The Problem with Single-Vector Dense Retrieval
A standard bi-encoder (think Sentence-Transformers feeding FAISS or pgvector) encodes a query into one vector and each document into one vector, then ranks by cosine similarity. This is what the semantic-search, FAISS, and Sentence-Transformers tutorials cover, and it works well for many cases.
The weakness is the information bottleneck. A 512-token passage about, say, "warranty claims for diesel engines in mining trucks" gets averaged down into a single 768-dimensional vector. Specific terms and their relationships are smeared together. When a query asks about one precise detail ("what is the warranty period for the turbocharger?"), the single document vector may not surface it, because the turbocharger detail was diluted by everything else in the passage.
Three failure modes show up repeatedly:
- Lexical precision is lost. Rare but critical terms (part numbers, drug names, statute references) get averaged away.
- Long passages degrade. The longer the chunk, the more the single vector becomes a blurry summary.
- Out-of-domain queries suffer. A generic bi-encoder has no token-level signal to fall back on.
Three Retrieval Architectures
It helps to place ColBERT against the two architectures you already know.
Bi-encoder (single-vector dense)
Query and document are encoded independently into one vector each. Similarity is a single dot product.
- Quality: good, ceiling limited by the bottleneck.
- Latency: very low at query time (one vector, ANN search).
- Storage: small (one vector per document).
Cross-encoder
Query and document are concatenated and fed through the model together, producing a single relevance score. The model can attend across every query-document token pair.
- Quality: highest.
- Latency: very high. You must run the model once per candidate document, so it cannot scan a corpus; it only reranks a short list.
- Storage: nothing precomputed (and that is the problem at scale).

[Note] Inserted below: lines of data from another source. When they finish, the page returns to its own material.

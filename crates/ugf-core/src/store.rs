// Key-value storage backends for persisted saves.

use std::collections::HashMap;
use std::path::Path;
use std::sync::{Mutex, MutexGuard, PoisonError};

use anyhow::{Context, Result};
use rusqlite::{params, Connection, OptionalExtension};
use thiserror::Error;

/// Failure reported by a storage backend.
#[derive(Debug, Error)]
pub enum StoreError {
    #[error("sqlite error: {0}")]
    Sqlite(#[from] rusqlite::Error),

    #[error("store unavailable: {0}")]
    Unavailable(String),
}

/// A string-keyed, string-valued store. Values are opaque to the backend.
pub trait SaveStore {
    /// Read the value at `key`, or `None` if nothing is stored there.
    fn get(&self, key: &str) -> Result<Option<String>, StoreError>;

    /// Write `value` at `key`, replacing any previous value.
    fn set(&self, key: &str, value: &str) -> Result<(), StoreError>;

    /// Delete `key`. Removing a missing key is not an error.
    fn remove(&self, key: &str) -> Result<(), StoreError>;
}

impl<S: SaveStore + ?Sized> SaveStore for &S {
    fn get(&self, key: &str) -> Result<Option<String>, StoreError> {
        (**self).get(key)
    }

    fn set(&self, key: &str, value: &str) -> Result<(), StoreError> {
        (**self).set(key, value)
    }

    fn remove(&self, key: &str) -> Result<(), StoreError> {
        (**self).remove(key)
    }
}

// ---------------------------------------------------------------------------
// SQLite
// ---------------------------------------------------------------------------

/// SQLite-backed store holding every key in a single `kv_store` table.
pub struct SqliteStore {
    conn: Mutex<Connection>,
}

impl SqliteStore {
    /// Open (or create) the database at `path` and ensure the table exists.
    pub fn open(path: impl AsRef<Path>) -> Result<Self> {
        let path = path.as_ref();
        let conn = Connection::open(path)
            .with_context(|| format!("failed to open save database at {}", path.display()))?;
        Self::init(conn)
    }

    /// Ephemeral database, discarded when the store is dropped.
    pub fn open_in_memory() -> Result<Self> {
        let conn = Connection::open_in_memory().context("failed to open in-memory database")?;
        Self::init(conn)
    }

    fn init(conn: Connection) -> Result<Self> {
        conn.execute_batch(
            "PRAGMA journal_mode = WAL;
             PRAGMA busy_timeout = 5000;",
        )
        .context("failed to set database pragmas")?;

        conn.execute_batch(
            "CREATE TABLE IF NOT EXISTS kv_store (
                key        TEXT PRIMARY KEY,
                value      TEXT NOT NULL,
                updated_at TEXT NOT NULL DEFAULT (strftime('%Y-%m-%dT%H:%M:%fZ', 'now'))
            );",
        )
        .context("failed to create kv_store table")?;

        Ok(Self {
            conn: Mutex::new(conn),
        })
    }

    fn conn(&self) -> MutexGuard<'_, Connection> {
        self.conn.lock().unwrap_or_else(PoisonError::into_inner)
    }

    /// Every stored key, sorted.
    pub fn keys(&self) -> Result<Vec<String>, StoreError> {
        let conn = self.conn();
        let mut stmt = conn.prepare("SELECT key FROM kv_store ORDER BY key")?;
        let keys = stmt
            .query_map([], |row| row.get::<_, String>(0))?
            .collect::<Result<Vec<_>, _>>()?;
        Ok(keys)
    }
}

impl SaveStore for SqliteStore {
    fn get(&self, key: &str) -> Result<Option<String>, StoreError> {
        let value = self
            .conn()
            .query_row(
                "SELECT value FROM kv_store WHERE key = ?1",
                params![key],
                |row| row.get(0),
            )
            .optional()?;
        Ok(value)
    }

    fn set(&self, key: &str, value: &str) -> Result<(), StoreError> {
        self.conn().execute(
            "INSERT OR REPLACE INTO kv_store (key, value, updated_at)
             VALUES (?1, ?2, strftime('%Y-%m-%dT%H:%M:%fZ', 'now'))",
            params![key, value],
        )?;
        Ok(())
    }

    fn remove(&self, key: &str) -> Result<(), StoreError> {
        self.conn()
            .execute("DELETE FROM kv_store WHERE key = ?1", params![key])?;
        Ok(())
    }
}

// ---------------------------------------------------------------------------
// In-memory
// ---------------------------------------------------------------------------

/// Process-local store for tests and throwaway sessions.
#[derive(Debug, Default)]
pub struct MemoryStore {
    entries: Mutex<HashMap<String, String>>,
}

impl MemoryStore {
    pub fn new() -> Self {
        Self::default()
    }

    fn entries(&self) -> MutexGuard<'_, HashMap<String, String>> {
        self.entries.lock().unwrap_or_else(PoisonError::into_inner)
    }

    pub fn len(&self) -> usize {
        self.entries().len()
    }

    pub fn is_empty(&self) -> bool {
        self.entries().is_empty()
    }
}

impl SaveStore for MemoryStore {
    fn get(&self, key: &str) -> Result<Option<String>, StoreError> {
        Ok(self.entries().get(key).cloned())
    }

    fn set(&self, key: &str, value: &str) -> Result<(), StoreError> {
        self.entries().insert(key.to_string(), value.to_string());
        Ok(())
    }

    fn remove(&self, key: &str) -> Result<(), StoreError> {
        self.entries().remove(key);
        Ok(())
    }
}

#[cfg(test)]
mod tests {
    use super::*;

    fn test_store() -> SqliteStore {
        SqliteStore::open_in_memory().expect("in-memory database should open")
    }

    // -----------------------------------------------------------------------
    // SqliteStore
    // -----------------------------------------------------------------------

    #[test]
    fn get_returns_none_for_missing_key() {
        let store = test_store();
        assert!(store.get("save/v2").unwrap().is_none());
    }

    #[test]
    fn set_then_get_returns_value() {
        let store = test_store();
        store.set("save/v2", r#"{"schemaVersion":2}"#).unwrap();
        assert_eq!(
            store.get("save/v2").unwrap().as_deref(),
            Some(r#"{"schemaVersion":2}"#)
        );
    }

    #[test]
    fn set_overwrites_previous_value() {
        let store = test_store();
        store.set("k", "one").unwrap();
        store.set("k", "two").unwrap();
        assert_eq!(store.get("k").unwrap().as_deref(), Some("two"));
        assert_eq!(store.keys().unwrap(), vec!["k"]);
    }

    #[test]
    fn remove_deletes_only_that_key() {
        let store = test_store();
        store.set("save/v1", "old").unwrap();
        store.set("save/v2", "new").unwrap();
        store.remove("save/v2").unwrap();
        assert!(store.get("save/v2").unwrap().is_none());
        assert_eq!(store.get("save/v1").unwrap().as_deref(), Some("old"));
    }

    #[test]
    fn remove_missing_key_is_ok() {
        let store = test_store();
        assert!(store.remove("nothing").is_ok());
    }

    #[test]
    fn values_survive_reopen_on_disk() {
        let dir = tempfile::tempdir().unwrap();
        let path = dir.path().join("ugf.db");

        {
            let store = SqliteStore::open(&path).unwrap();
            store.set("save/v2", "persisted").unwrap();
        }

        let store = SqliteStore::open(&path).unwrap();
        assert_eq!(store.get("save/v2").unwrap().as_deref(), Some("persisted"));
    }

    #[test]
    fn open_fails_for_unwritable_path() {
        let dir = tempfile::tempdir().unwrap();
        let path = dir.path().join("missing").join("nested").join("ugf.db");
        let err = SqliteStore::open(&path).err().expect("open should fail");
        assert!(format!("{err:#}").contains("failed to open save database"));
    }

    // -----------------------------------------------------------------------
    // MemoryStore
    // -----------------------------------------------------------------------

    #[test]
    fn memory_store_round_trips_and_removes() {
        let store = MemoryStore::new();
        assert!(store.is_empty());
        store.set("a", "1").unwrap();
        assert_eq!(store.get("a").unwrap().as_deref(), Some("1"));
        assert_eq!(store.len(), 1);
        store.remove("a").unwrap();
        assert!(store.get("a").unwrap().is_none());
    }

    #[test]
    fn store_is_usable_through_a_reference() {
        fn write_via<S: SaveStore>(store: S) {
            store.set("k", "v").unwrap();
        }
        let store = MemoryStore::new();
        write_via(&store);
        assert_eq!(store.get("k").unwrap().as_deref(), Some("v"));
    }
}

Late interaction (ColBERT)
ColBERT keeps one embedding per token for both the query and the document. At scoring time, every query-token embedding is matched against all document-token embeddings, the best match per query token is kept (MaxSim), and these are summed.
- Quality: close to a cross-encoder, well above a bi-encoder.
- Latency: moderate. Document token embeddings are precomputed and indexed; only the MaxSim aggregation happens at query time.
- Storage: larger (many vectors per document), which is the main cost.
The key insight: ColBERT defers the query-document interaction until after both are encoded ("late"), so documents can still be precomputed and indexed, yet the comparison remains token-level.
How MaxSim Scoring Works
Given a query with token embeddings q1 ... qn and a document with token embeddings d1 ... dm, the ColBERT score is:
score(Q, D) = sum over i of ( max over j of ( qi . dj ) )
For each query token, find the single document token it matches best (the max), then add up those best matches across all query tokens. A query token for "turbocharger" can latch onto the one document token that mentions turbochargers, even if the rest of the passage is about something else. That is exactly the signal a single averaged vector loses.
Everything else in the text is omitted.